Take every line of the material below that includes the string "tokenize" and copy it out.

Start of SUPPLIED RECORDS

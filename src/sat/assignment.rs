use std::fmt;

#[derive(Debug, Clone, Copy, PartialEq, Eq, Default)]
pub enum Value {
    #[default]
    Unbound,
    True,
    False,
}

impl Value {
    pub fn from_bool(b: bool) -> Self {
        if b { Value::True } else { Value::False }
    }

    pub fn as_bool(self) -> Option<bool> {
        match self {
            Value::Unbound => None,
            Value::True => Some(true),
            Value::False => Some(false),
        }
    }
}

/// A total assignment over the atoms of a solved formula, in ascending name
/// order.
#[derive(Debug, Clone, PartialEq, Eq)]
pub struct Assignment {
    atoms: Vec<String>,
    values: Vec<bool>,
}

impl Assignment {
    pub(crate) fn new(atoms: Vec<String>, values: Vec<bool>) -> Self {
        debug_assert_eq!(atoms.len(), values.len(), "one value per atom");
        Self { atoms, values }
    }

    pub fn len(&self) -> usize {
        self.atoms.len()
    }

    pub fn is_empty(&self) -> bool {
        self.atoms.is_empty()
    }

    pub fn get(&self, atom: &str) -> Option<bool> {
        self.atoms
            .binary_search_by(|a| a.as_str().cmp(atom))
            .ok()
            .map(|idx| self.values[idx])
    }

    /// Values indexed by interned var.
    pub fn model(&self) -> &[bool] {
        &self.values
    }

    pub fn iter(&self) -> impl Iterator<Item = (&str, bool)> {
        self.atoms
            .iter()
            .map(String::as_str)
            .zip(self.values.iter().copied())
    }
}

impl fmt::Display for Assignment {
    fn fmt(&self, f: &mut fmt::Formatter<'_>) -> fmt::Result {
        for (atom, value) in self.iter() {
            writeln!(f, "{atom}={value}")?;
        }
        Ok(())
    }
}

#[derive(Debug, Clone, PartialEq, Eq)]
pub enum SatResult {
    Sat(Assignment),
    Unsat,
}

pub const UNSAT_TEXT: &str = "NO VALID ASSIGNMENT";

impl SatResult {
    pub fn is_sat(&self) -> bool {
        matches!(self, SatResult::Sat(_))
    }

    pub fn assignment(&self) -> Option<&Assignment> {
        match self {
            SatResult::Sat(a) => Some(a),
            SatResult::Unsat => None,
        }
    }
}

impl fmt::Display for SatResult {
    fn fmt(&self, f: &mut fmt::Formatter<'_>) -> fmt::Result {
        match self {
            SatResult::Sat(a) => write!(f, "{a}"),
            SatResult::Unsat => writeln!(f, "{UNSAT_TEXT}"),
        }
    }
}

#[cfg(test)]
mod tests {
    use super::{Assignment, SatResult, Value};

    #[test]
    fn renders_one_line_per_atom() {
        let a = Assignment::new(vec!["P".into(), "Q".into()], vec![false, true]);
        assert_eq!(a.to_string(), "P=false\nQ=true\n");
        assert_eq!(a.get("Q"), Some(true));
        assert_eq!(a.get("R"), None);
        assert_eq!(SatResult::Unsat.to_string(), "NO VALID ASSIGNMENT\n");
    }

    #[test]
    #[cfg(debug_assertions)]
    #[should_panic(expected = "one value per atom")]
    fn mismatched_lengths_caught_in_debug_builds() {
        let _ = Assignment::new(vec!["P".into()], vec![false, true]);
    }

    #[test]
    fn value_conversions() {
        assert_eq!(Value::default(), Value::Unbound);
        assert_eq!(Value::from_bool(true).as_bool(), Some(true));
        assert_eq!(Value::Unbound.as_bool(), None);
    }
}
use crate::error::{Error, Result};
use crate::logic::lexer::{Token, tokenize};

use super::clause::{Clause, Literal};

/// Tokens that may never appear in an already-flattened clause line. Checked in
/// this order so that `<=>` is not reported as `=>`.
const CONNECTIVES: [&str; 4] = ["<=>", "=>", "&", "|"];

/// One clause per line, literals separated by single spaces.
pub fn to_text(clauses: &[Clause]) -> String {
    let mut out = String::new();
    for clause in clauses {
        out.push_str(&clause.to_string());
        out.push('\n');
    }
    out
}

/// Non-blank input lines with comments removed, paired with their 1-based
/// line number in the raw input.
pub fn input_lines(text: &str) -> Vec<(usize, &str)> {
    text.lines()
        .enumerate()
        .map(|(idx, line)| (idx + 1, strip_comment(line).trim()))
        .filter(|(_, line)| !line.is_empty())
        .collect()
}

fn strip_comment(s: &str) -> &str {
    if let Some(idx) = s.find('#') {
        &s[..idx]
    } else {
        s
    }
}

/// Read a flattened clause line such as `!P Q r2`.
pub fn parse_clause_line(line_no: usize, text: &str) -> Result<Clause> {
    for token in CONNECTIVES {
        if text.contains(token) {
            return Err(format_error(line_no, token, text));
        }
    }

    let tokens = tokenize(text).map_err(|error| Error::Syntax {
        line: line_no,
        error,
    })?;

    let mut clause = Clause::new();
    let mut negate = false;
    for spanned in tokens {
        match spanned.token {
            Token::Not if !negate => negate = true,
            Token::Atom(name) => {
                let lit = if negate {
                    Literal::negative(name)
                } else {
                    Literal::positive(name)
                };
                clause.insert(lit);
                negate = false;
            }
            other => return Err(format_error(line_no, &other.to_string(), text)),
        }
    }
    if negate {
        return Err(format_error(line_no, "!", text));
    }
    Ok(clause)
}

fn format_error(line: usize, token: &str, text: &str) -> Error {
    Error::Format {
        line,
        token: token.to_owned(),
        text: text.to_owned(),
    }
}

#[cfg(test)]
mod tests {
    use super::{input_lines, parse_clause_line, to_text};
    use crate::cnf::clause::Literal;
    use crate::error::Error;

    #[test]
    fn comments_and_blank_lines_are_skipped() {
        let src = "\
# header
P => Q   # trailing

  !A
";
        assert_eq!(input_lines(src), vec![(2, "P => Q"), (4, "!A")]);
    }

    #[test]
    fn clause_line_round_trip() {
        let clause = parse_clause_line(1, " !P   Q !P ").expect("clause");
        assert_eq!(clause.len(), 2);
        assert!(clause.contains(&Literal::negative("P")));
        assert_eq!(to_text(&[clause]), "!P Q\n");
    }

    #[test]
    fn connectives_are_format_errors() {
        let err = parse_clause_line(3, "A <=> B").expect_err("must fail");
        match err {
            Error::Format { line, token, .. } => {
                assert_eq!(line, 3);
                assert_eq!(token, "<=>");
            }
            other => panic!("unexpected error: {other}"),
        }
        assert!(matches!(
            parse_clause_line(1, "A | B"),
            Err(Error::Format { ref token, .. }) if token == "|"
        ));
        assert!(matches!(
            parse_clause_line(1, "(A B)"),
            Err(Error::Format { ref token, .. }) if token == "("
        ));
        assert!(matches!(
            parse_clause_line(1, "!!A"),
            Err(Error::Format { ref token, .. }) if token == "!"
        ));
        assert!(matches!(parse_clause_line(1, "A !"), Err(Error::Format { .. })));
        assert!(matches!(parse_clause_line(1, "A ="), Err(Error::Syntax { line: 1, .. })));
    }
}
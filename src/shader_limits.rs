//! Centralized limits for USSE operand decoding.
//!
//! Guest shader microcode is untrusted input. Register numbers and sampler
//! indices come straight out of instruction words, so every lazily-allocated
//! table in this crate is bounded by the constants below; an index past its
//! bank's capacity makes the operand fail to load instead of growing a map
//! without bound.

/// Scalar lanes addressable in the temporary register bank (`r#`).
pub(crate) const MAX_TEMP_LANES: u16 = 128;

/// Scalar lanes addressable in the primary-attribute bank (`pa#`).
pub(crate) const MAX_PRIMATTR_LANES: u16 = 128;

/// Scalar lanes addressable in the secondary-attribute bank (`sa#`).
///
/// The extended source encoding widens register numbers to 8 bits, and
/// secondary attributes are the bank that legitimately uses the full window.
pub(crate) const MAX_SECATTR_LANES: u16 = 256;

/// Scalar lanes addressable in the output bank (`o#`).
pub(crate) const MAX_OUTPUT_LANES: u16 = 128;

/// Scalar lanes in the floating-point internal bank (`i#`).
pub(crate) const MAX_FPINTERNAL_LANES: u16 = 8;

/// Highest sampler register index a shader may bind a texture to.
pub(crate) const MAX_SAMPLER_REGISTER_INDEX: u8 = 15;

End of SUPPLIED RECORDS

* **OUTPUT OF THE EXERCISE**:
use crate::logic::lexer::{Token, tokenize};
    let tokens = tokenize(text).map_err(|error| Error::Syntax {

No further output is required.